The walk to the train station took barely twenty minutes, a little longer than usual. He had to collect his pills.

Across the village he saw only strangers, although he had lived here for more than a year he knew nobody. He went to school in a different town; there was no school here. They all seemed so unlike him, so different to him. Nobody said hello. He was foreign to them, “from the big city.” He appeared strange to them, with tight jeans, pierced lip and long hair. He was nothing like them, nothing at all like them. He shuddered to think what they would say if they knew about Jacky.

What they would do.

What could he do? He couldn’t open their minds for them, and for that he hated them. They were narrow minded, shallow in their own way. The fact they felt the exact same about him made him wonder. Who was right?

Me, they are shallow, prejudiced.

He arrived at the train station, anxiety faded a little when the train pulled in.

One hour.

He found a seat in a compartment.
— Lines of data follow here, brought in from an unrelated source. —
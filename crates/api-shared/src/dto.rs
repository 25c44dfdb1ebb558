//! Wire DTOs for the REST surface.
//!
//! Each response type carries the full updated entity returned by the
//! engine's mutating calls, so clients never need a follow-up read after an
//! action. Enum-valued fields travel as their lowercase/kebab-case string
//! forms and are parsed back at the boundary.

use serde::{Deserialize, Serialize};
use tmc_core::{
    Application, AuthorizedMatch, LifecycleEvent, OrganRequest, SlaStatus, SurgeryDetails,
    Transplant, TransplantOutcome,
};
use utoipa::ToSchema;

#[derive(Clone, Debug, Serialize, Deserialize, ToSchema)]
pub struct HealthRes {
    pub ok: bool,
    pub message: String,
}

/// Error body returned by every non-2xx engine response.
#[derive(Clone, Debug, Serialize, Deserialize, ToSchema)]
pub struct ErrorRes {
    /// Error kind: `validation`, `not-found`, `conflict` or `invalid-state`.
    pub error: String,
    pub message: String,
}

#[derive(Clone, Debug, Serialize, Deserialize, ToSchema)]
pub struct CreateRequestReq {
    pub hospital_id: String,
    pub patient_name: String,
    pub patient_age: u8,
    pub blood_type: String,
    pub organ_type: String,
    /// One of `low`, `medium`, `high`, `critical`.
    pub urgency: String,
    #[serde(default)]
    pub medical_condition: String,
}

#[derive(Clone, Debug, Serialize, Deserialize, ToSchema)]
pub struct LifecycleEventRes {
    pub stage: String,
    pub timestamp: String,
    pub notes: Option<String>,
}

impl From<&LifecycleEvent> for LifecycleEventRes {
    fn from(event: &LifecycleEvent) -> Self {
        LifecycleEventRes {
            stage: event.stage.clone(),
            timestamp: event.timestamp.to_rfc3339(),
            notes: event.notes.clone(),
        }
    }
}

#[derive(Clone, Debug, Serialize, Deserialize, ToSchema)]
pub struct OrganRequestRes {
    pub id: String,
    pub code: String,
    pub hospital_id: String,
    pub patient_name: String,
    pub patient_age: u8,
    pub blood_type: String,
    pub organ_type: String,
    pub urgency: String,
    pub medical_condition: String,
    pub status: String,
    pub created_at: String,
    pub updated_at: String,
    pub sla_breached_at: Option<String>,
    pub sla_delay_reason: Option<String>,
    pub lifecycle_log: Vec<LifecycleEventRes>,
}

impl From<&OrganRequest> for OrganRequestRes {
    fn from(request: &OrganRequest) -> Self {
        OrganRequestRes {
            id: request.id.to_string(),
            code: request.code.clone(),
            hospital_id: request.hospital_id.clone(),
            patient_name: request.patient_name.clone(),
            patient_age: request.patient_age,
            blood_type: request.blood_type.clone(),
            organ_type: request.organ_type.clone(),
            urgency: request.urgency.to_string(),
            medical_condition: request.medical_condition.clone(),
            status: request.status.to_string(),
            created_at: request.created_at.to_rfc3339(),
            updated_at: request.updated_at.to_rfc3339(),
            sla_breached_at: request.sla_breached_at.map(|t| t.to_rfc3339()),
            sla_delay_reason: request.sla_delay_reason.clone(),
            lifecycle_log: request.lifecycle_log.iter().map(Into::into).collect(),
        }
    }
}

#[derive(Clone, Debug, Serialize, Deserialize, ToSchema)]
pub struct SlaStatusRes {
    pub deadline: String,
    pub remaining_seconds: i64,
    pub breached: bool,
    pub breached_at: Option<String>,
    pub delay_reason: Option<String>,
}

impl From<&SlaStatus> for SlaStatusRes {
    fn from(status: &SlaStatus) -> Self {
        SlaStatusRes {
            deadline: status.deadline.to_rfc3339(),
            remaining_seconds: status.remaining_seconds,
            breached: status.breached,
            breached_at: status.breached_at.map(|t| t.to_rfc3339()),
            delay_reason: status.delay_reason.clone(),
        }
    }
}

#[derive(Clone, Debug, Serialize, Deserialize, ToSchema)]
pub struct SlaBreachReq {
    pub reason: String,
}

#[derive(Clone, Debug, Serialize, Deserialize, ToSchema)]
pub struct SubmitApplicationReq {
    pub candidate_id: String,
    pub compatibility_score: f64,
}

#[derive(Clone, Debug, Serialize, Deserialize, ToSchema)]
pub struct RejectApplicationReq {
    pub reason: Option<String>,
}

#[derive(Clone, Debug, Serialize, Deserialize, ToSchema)]
pub struct SurgeryDetailsDto {
    pub scheduled_date: String,
    pub surgeon_name: String,
    pub operating_room: String,
}

impl From<SurgeryDetailsDto> for SurgeryDetails {
    fn from(dto: SurgeryDetailsDto) -> Self {
        SurgeryDetails {
            scheduled_date: dto.scheduled_date,
            surgeon_name: dto.surgeon_name,
            operating_room: dto.operating_room,
        }
    }
}

impl From<&SurgeryDetails> for SurgeryDetailsDto {
    fn from(details: &SurgeryDetails) -> Self {
        SurgeryDetailsDto {
            scheduled_date: details.scheduled_date.clone(),
            surgeon_name: details.surgeon_name.clone(),
            operating_room: details.operating_room.clone(),
        }
    }
}

#[derive(Clone, Debug, Serialize, Deserialize, ToSchema)]
pub struct ApplicationRes {
    pub id: String,
    pub request_id: String,
    pub candidate_id: String,
    pub submitted_at: String,
    pub compatibility_score: f64,
    pub status: String,
    pub surgery_details: Option<SurgeryDetailsDto>,
    pub rejection_reason: Option<String>,
}

impl From<&Application> for ApplicationRes {
    fn from(application: &Application) -> Self {
        ApplicationRes {
            id: application.id.to_string(),
            request_id: application.request_id.to_string(),
            candidate_id: application.candidate_id.to_string(),
            submitted_at: application.submitted_at.to_rfc3339(),
            compatibility_score: application.compatibility_score.value(),
            status: application.status.to_string(),
            surgery_details: application.surgery_details.as_ref().map(Into::into),
            rejection_reason: application.rejection_reason.clone(),
        }
    }
}

#[derive(Clone, Debug, Serialize, Deserialize, ToSchema)]
pub struct ListApplicationsRes {
    pub applications: Vec<ApplicationRes>,
}

#[derive(Clone, Debug, Serialize, Deserialize, ToSchema)]
pub struct OutcomeDto {
    pub success: bool,
    /// One of `alive`, `critical`, `deceased`.
    pub survival_status: String,
    /// One of `good`, `fair`, `poor`, `failed`.
    pub organ_function: String,
    #[serde(default)]
    pub complications: Vec<String>,
    #[serde(default)]
    pub follow_up_required: bool,
    pub notes: Option<String>,
}

impl From<&TransplantOutcome> for OutcomeDto {
    fn from(outcome: &TransplantOutcome) -> Self {
        OutcomeDto {
            success: outcome.success,
            survival_status: outcome.survival_status.to_string(),
            organ_function: outcome.organ_function.to_string(),
            complications: outcome.complications.iter().cloned().collect(),
            follow_up_required: outcome.follow_up_required,
            notes: outcome.notes.clone(),
        }
    }
}

#[derive(Clone, Debug, Serialize, Deserialize, ToSchema)]
pub struct AdvanceTransplantReq {
    /// Target status; only the immediate successor is accepted.
    pub target: String,
}

#[derive(Clone, Debug, Serialize, Deserialize, ToSchema)]
pub struct TransplantRes {
    pub id: String,
    pub request_id: String,
    pub application_id: String,
    pub status: String,
    pub outcome: Option<OutcomeDto>,
    pub created_at: String,
    pub updated_at: String,
}

impl From<&Transplant> for TransplantRes {
    fn from(transplant: &Transplant) -> Self {
        TransplantRes {
            id: transplant.id.to_string(),
            request_id: transplant.request_id.to_string(),
            application_id: transplant.application_id.to_string(),
            status: transplant.status.to_string(),
            outcome: transplant.outcome.as_ref().map(Into::into),
            created_at: transplant.created_at.to_rfc3339(),
            updated_at: transplant.updated_at.to_rfc3339(),
        }
    }
}

#[derive(Clone, Debug, Serialize, Deserialize, ToSchema)]
pub struct AuthorizedMatchRes {
    pub request: OrganRequestRes,
    pub application: ApplicationRes,
    pub transplant: TransplantRes,
}

impl From<&AuthorizedMatch> for AuthorizedMatchRes {
    fn from(authorized: &AuthorizedMatch) -> Self {
        AuthorizedMatchRes {
            request: (&authorized.request).into(),
            application: (&authorized.application).into(),
            transplant: (&authorized.transplant).into(),
        }
    }
}

#[cfg(test)]
mod tests {
    use super::*;

    #[test]
    fn test_outcome_dto_round_trips_complications() {
        let mut complications = std::collections::BTreeSet::new();
        complications.insert("delayed graft function".to_string());
        let outcome = TransplantOutcome {
            success: true,
            survival_status: tmc_core::SurvivalStatus::Alive,
            organ_function: tmc_core::OrganFunction::Fair,
            complications,
            follow_up_required: true,
            notes: Some("monitor creatinine".into()),
        };

        let dto = OutcomeDto::from(&outcome);
        assert_eq!(dto.survival_status, "alive");
        assert_eq!(dto.organ_function, "fair");
        assert_eq!(dto.complications, vec!["delayed graft function"]);
    }
}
Alone; a stroke of luck. He leaned back, sun spilled into the train through the window. It was hot and stuffy. Robin opened his bag, and took out the pills; he read the side of the box “20 mg fluoxetine, take once daily.”

Fluoxetine, the third most prescribed anti-depressant in the world according to the internet. No doubt effective.

It increases serotonin levels in the brain, Dr. Silman had told him.
Like having a good dream after a bad day.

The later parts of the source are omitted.